Re: RCU stalls with TREE07 on v6.0 kernel

"Paul E. McKenney" <paulmck@xxxxxxxxxx> · Sat, 31 Dec 2022 08:07:55 -0800

On Sat, Dec 31, 2022 at 12:28:10AM -0500, Joel Fernandes wrote:
> On Fri, Dec 30, 2022 at 9:14 PM Paul E. McKenney <paulmck@xxxxxxxxxx> wrote:
> >
> > On Fri, Dec 30, 2022 at 08:42:24PM -0500, Joel Fernandes wrote:
> > > Hello,
> > >
> > > I have been firefighting a hang on 6.0.y stable kernels with
> > > rcutorture. It happens mostly consistently when TREE07 is shutting
> > > down.
> > >
> > > It appears that the RCU torture threads are attempted to stop but the
> > > shutdown thread, but are constantly awakened by a timer softirq
> > > handler in ksoftirqd context. When they wake up, they immediately goto
> > > sleep in uninterruptible state until the next time a timer handler
> > > wakes them up. It appears the timer softirq is long enough to cause
> > > RCU stalls and I see it calling 100s of timer function handlers
> > > (call_timer_fn).
> > >
> > > I am doing some more investigation with trace_printk(s):
> > > https://git.kernel.org/pub/scm/linux/kernel/git/jfern/linux.git/commit/?h=stable/trace-hang-6.0.y&id=b779b1e92c97f29333a282ee8f548da02f64de2b
> > >
> > > Regarding the timer handlers, I was wondering if it is possible that a
> > > large number of timer handlers constantly queued can cause RCU stalls
> > > due to the timer softirq taking a very long time. That certainly
> > > appears to be the case here. Shouldn't the timer softirq also do
> > > rcu_softirq_qs() similar to the ksoftirq loop, in case there are too
> > > many of them?
> >
> > That is certainly a good thing to try!
> 
> I am trying something like this just for testing, let's see what happens ;-)
> 
> @@ -1788,9 +1796,14 @@ static inline void __run_timers(struct timer_base *base)
> 
>                 while (levels--)
>                         expire_timers(base, heads + levels);

Might you need to put it inside the body of this "while" loop?

> +
> +               rcu_softirq_qs();
>         }
> 
> I guess I am also wondering why the rcu reader does not stop queuing
> timers.
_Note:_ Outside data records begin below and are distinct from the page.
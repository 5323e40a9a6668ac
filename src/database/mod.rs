// ABOUTME: Database management for tasks, conversations, and messages
// ABOUTME: Owns the SQLite pool and creates the schema on startup
//
// SPDX-License-Identifier: MIT OR Apache-2.0
// Copyright (c) 2025 Async-IO.org

//! # Database Management
//!
//! SQLite-backed storage for the three record sets the server owns: tasks,
//! conversations, and messages. All access patterns are keyed by owning user
//! id plus record id; no cross-table joins are required.

mod chat;
mod tasks;

pub use chat::{ConversationRecord, ConversationSummary, MessageRecord};
pub use tasks::{TaskFilter, TaskRecord};

use crate::errors::{AppError, AppResult};
use sqlx::sqlite::SqlitePoolOptions;
use sqlx::{Pool, Sqlite};

/// Database manager for task and conversation storage
#[derive(Clone)]
pub struct Database {
    pool: Pool<Sqlite>,
}

impl Database {
    /// Create a new database connection and run migrations
    ///
    /// # Errors
    ///
    /// Returns a database error if the pool cannot be created or a
    /// migration statement fails.
    pub async fn new(database_url: &str) -> AppResult<Self> {
        let in_memory = database_url.contains(":memory:");

        // Ensure SQLite creates the database file if it doesn't exist
        let connection_options = if database_url.starts_with("sqlite:") && !in_memory {
            format!("{database_url}?mode=rwc")
        } else {
            database_url.to_owned()
        };

        // An in-memory SQLite database exists per connection; the pool must
        // stay at a single connection or each checkout sees an empty schema
        let max_connections = if in_memory { 1 } else { 5 };

        let pool = SqlitePoolOptions::new()
            .max_connections(max_connections)
            .connect(&connection_options)
            .await
            .map_err(|e| AppError::database(format!("Failed to connect to database: {e}")))?;

        let db = Self { pool };
        db.migrate().await?;

        Ok(db)
    }

    /// Get a reference to the database pool for advanced operations
    #[must_use]
    pub const fn pool(&self) -> &Pool<Sqlite> {
        &self.pool
    }

    /// Run database migrations
    ///
    /// # Errors
    ///
    /// Returns a database error if a statement fails.
    pub async fn migrate(&self) -> AppResult<()> {
        self.migrate_tasks().await?;
        self.migrate_chat().await?;
        Ok(())
    }

    /// Create task tables
    async fn migrate_tasks(&self) -> AppResult<()> {
        sqlx::query(
            r"
            CREATE TABLE IF NOT EXISTS tasks (
                id TEXT PRIMARY KEY,
                user_id TEXT NOT NULL,
                title TEXT NOT NULL,
                description TEXT,
                completed BOOLEAN NOT NULL DEFAULT 0,
                created_at TEXT NOT NULL,
                updated_at TEXT NOT NULL
            )
            ",
        )
        .execute(&self.pool)
        .await
        .map_err(|e| AppError::database(format!("Failed to create tasks table: {e}")))?;

        sqlx::query("CREATE INDEX IF NOT EXISTS idx_tasks_user ON tasks(user_id)")
            .execute(&self.pool)
            .await
            .map_err(|e| AppError::database(format!("Failed to create task index: {e}")))?;

        sqlx::query(
            "CREATE INDEX IF NOT EXISTS idx_tasks_user_completed ON tasks(user_id, completed)",
        )
        .execute(&self.pool)
        .await
        .map_err(|e| AppError::database(format!("Failed to create task index: {e}")))?;

        Ok(())
    }

    /// Create conversation and message tables
    async fn migrate_chat(&self) -> AppResult<()> {
        sqlx::query(
            r"
            CREATE TABLE IF NOT EXISTS conversations (
                id TEXT PRIMARY KEY,
                user_id TEXT NOT NULL,
                created_at TEXT NOT NULL,
                updated_at TEXT NOT NULL
            )
            ",
        )
        .execute(&self.pool)
        .await
        .map_err(|e| AppError::database(format!("Failed to create conversations table: {e}")))?;

        sqlx::query(
            "CREATE INDEX IF NOT EXISTS idx_conversations_user_updated ON conversations(user_id, updated_at)",
        )
        .execute(&self.pool)
        .await
        .map_err(|e| AppError::database(format!("Failed to create conversation index: {e}")))?;

        sqlx::query(
            r"
            CREATE TABLE IF NOT EXISTS messages (
                id TEXT PRIMARY KEY,
                conversation_id TEXT NOT NULL REFERENCES conversations(id) ON DELETE CASCADE,
                user_id TEXT NOT NULL,
                role TEXT NOT NULL CHECK (role IN ('user', 'assistant')),
                content TEXT NOT NULL CHECK (length(trim(content)) > 0),
                created_at TEXT NOT NULL
            )
            ",
        )
        .execute(&self.pool)
        .await
        .map_err(|e| AppError::database(format!("Failed to create messages table: {e}")))?;

        sqlx::query(
            "CREATE INDEX IF NOT EXISTS idx_messages_conversation_created ON messages(conversation_id, created_at)",
        )
        .execute(&self.pool)
        .await
        .map_err(|e| AppError::database(format!("Failed to create message index: {e}")))?;

        Ok(())
    }
}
It is doing schedule_timeout_interruptible() constantly even
> though the test is being stopped.

As in it is doing schedule_timeout_interruptible() in a loop that does
not check torture_must_stop()?  That would be bad unless there is some
reason the loop cannot just stop.  But if the loop cannot just stop,
that leads me to believe that there is a bug elsewhere.  After all, given
that the test is ending, why shouldn't all the loops be able to just stop?
(Maybe it is waiting on a buggy child task, for example.)

							Thanx, Paul